Inference-time scaling. GIANTS-4B remains the strongest proposer as the sample budget grows, outperforming the base model, Gemini-2.5-Pro, and both SciThinker-4B variants across best@k.
| Domain | Win Rate |
|---|---|
| Mathematics | 86% |
| Physics | 85% |
| Economics | 81% |
| QuantitativeFinance | 79% |
| HCI | 75% |
| Theory | 74% |
| QuantitativeBiology | 72% |
| CS-Other | 71% |
| Society | 70% |
| Statistics | 64% |
| ElectricalEngineeringSystemsScience | 64% |
| Language | 59% |
| ML/AI | 59% |
| Systems | 58% |
| Vision | 54% |
| Robotics | 53% |
| Overall | 68% |
Independent quality evaluation. Under the SciJudge-30B framework from Tong et al. (2026), GIANTS-4B wins 68% overall against the base model. This provides a complementary, impact-oriented signal from a third-party judge trained to compare research abstracts by likely citation impact.
The qualitative examples mirror the aggregate findings.

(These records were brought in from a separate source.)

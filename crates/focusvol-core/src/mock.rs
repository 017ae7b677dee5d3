//! In-memory platform used by the unit tests.

use std::collections::HashMap;
use std::sync::atomic::{AtomicBool, Ordering};
use std::sync::{Arc, Mutex};

use crate::audio::{
    AudioError, AudioSession, ProcessId, SessionEntry, SessionSource, Volume, WindowSource,
};

#[derive(Debug)]
struct SessionState {
    volume: Volume,
    muted: bool,
    mute_writes: usize,
    volume_writes: usize,
}

/// Fake audio session recording every write.
#[derive(Debug)]
pub struct MockSession {
    name: String,
    state: Mutex<SessionState>,
    gone: AtomicBool,
}

impl MockSession {
    pub fn new(name: &str, volume: f64) -> Arc<Self> {
        Arc::new(MockSession {
            name: name.to_string(),
            state: Mutex::new(SessionState {
                volume: Volume::new(volume),
                muted: false,
                mute_writes: 0,
                volume_writes: 0,
            }),
            gone: AtomicBool::new(false),
        })
    }

    pub fn volume(&self) -> f64 {
        self.state.lock().unwrap().volume.get()
    }

    pub fn muted(&self) -> bool {
        self.state.lock().unwrap().muted
    }

    pub fn force_mute(&self, muted: bool) {
        self.state.lock().unwrap().muted = muted;
    }

    pub fn mute_writes(&self) -> usize {
        self.state.lock().unwrap().mute_writes
    }

    pub fn volume_writes(&self) -> usize {
        self.state.lock().unwrap().volume_writes
    }

    /// Make every subsequent call fail as if the stream had closed.
    pub fn vanish(&self) {
        self.gone.store(true, Ordering::SeqCst);
    }

    fn check(&self) -> Result<(), AudioError> {
        if self.gone.load(Ordering::SeqCst) {
            Err(AudioError::SessionGone(self.name.clone()))
        } else {
            Ok(())
        }
    }
}

impl AudioSession for MockSession {
    fn process_name(&self) -> &str {
        &self.name
    }

    fn master_volume(&self) -> Result<Volume, AudioError> {
        self.check()?;
        Ok(self.state.lock().unwrap().volume)
    }

    fn set_master_volume(&self, volume: Volume) -> Result<(), AudioError> {
        self.check()?;
        let mut state = self.state.lock().unwrap();
        state.volume = volume;
        state.volume_writes += 1;
        Ok(())
    }

    fn is_muted(&self) -> Result<bool, AudioError> {
        self.check()?;
        Ok(self.state.lock().unwrap().muted)
    }

    fn set_mute(&self, mute: bool) -> Result<(), AudioError> {
        self.check()?;
        let mut state = self.state.lock().unwrap();
        state.muted = mute;
        state.mute_writes += 1;
        Ok(())
    }
}

#[derive(Default)]
struct PlatformState {
    foreground: Option<ProcessId>,
    executables: HashMap<ProcessId, String>,
    sessions: Vec<Arc<MockSession>>,
    enumerations: usize,
    fail_enumeration: bool,
}

/// Fake window system and sound server sharing one state.
///
/// Clones observe the same state, so a test can keep one clone while the
/// resolver owns another.
#[derive(Clone, Default)]
pub struct MockPlatform {
    inner: Arc<Mutex<PlatformState>>,
}

impl MockPlatform {
    pub fn new() -> Self {
        Self::default()
    }

    pub fn add_process(&self, pid: u32, executable: &str) {
        self.inner
            .lock()
            .unwrap()
            .executables
            .insert(ProcessId(pid), executable.to_string());
    }

    pub fn add_session(&self, executable: &str, volume: f64) -> Arc<MockSession> {
        let session = MockSession::new(executable, volume);
        self.inner.lock().unwrap().sessions.push(session.clone());
        session
    }

    pub fn remove_sessions(&self) {
        self.inner.lock().unwrap().sessions.clear();
    }

    pub fn focus(&self, pid: u32) {
        self.inner.lock().unwrap().foreground = Some(ProcessId(pid));
    }

    pub fn enumerations(&self) -> usize {
        self.inner.lock().unwrap().enumerations
    }

    pub fn fail_enumeration(&self, fail: bool) {
        self.inner.lock().unwrap().fail_enumeration = fail;
    }
}

impl SessionSource for MockPlatform {
    fn enumerate_sessions(&self) -> Result<Vec<SessionEntry>, AudioError> {
        let mut state = self.inner.lock().unwrap();
        state.enumerations += 1;
        if state.fail_enumeration {
            return Err(AudioError::Unavailable("mock failure".into()));
        }
        Ok(state
            .sessions
            .iter()
            .map(|s| SessionEntry {
                process_name: s.process_name().to_string(),
                handle: s.clone(),
            })
            .collect())
    }
}

impl WindowSource for MockPlatform {
    fn foreground_process_id(&self) -> Option<ProcessId> {
        self.inner.lock().unwrap().foreground
    }

    fn executable_basename(&self, pid: ProcessId) -> Option<String> {
        self.inner.lock().unwrap().executables.get(&pid).cloned()
    }
}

The base model often either paraphrases the parent papers or makes broader claims that are weakly grounded in the source texts, whereas GIANTS-4B proposes narrower and more interpretable mechanisms that connect the two papers directly.
Example generations. On two NeurIPS 2025 award-winning lineages, GIANTS-4B identifies more concrete and plausible cross-paper mechanisms, while the base model either restates parent content or extrapolates beyond what the papers support.
The paper's pipeline relies on several LM prompts. The four shown here capture the parent selection, target construction, generation, and evaluation stages used throughout dataset creation and model training.
Parent identification prompt. Gemini-2.5-Flash identifies two cited parent papers whose ideas are synergistically combined by the downstream work.
Rewrite prompt. The raw synergy explanation is rewritten into a clean, standalone target insight that does not explicitly mention the downstream paper.
Generation prompt. This is the core task prompt used for training and evaluation: generate a specific, non-obvious, self-contained insight from two parent summaries.
Judge prompt. The judge assigns a 1-10 similarity score to a generated insight relative to the ground-truth target. The same rubric defines evaluation, while RL uses a separate training judge to avoid reward hacking.
This formulation is intentionally conservative. Each downstream paper is reduced to two parent papers due to context constraints, even though real scientific advances often draw on broader and noisier intellectual lineages. Parent identification is also imperfect: citations are only a proxy for conceptual influence, and important ideas may remain uncited.
Future work includes end-to-end parent selection and synthesis, richer multi-source lineage modeling, and evaluation metrics that reward conceptual novelty in addition to textual similarity. Ultimately, the most meaningful test will be active human-in-the-loop scientific workflows.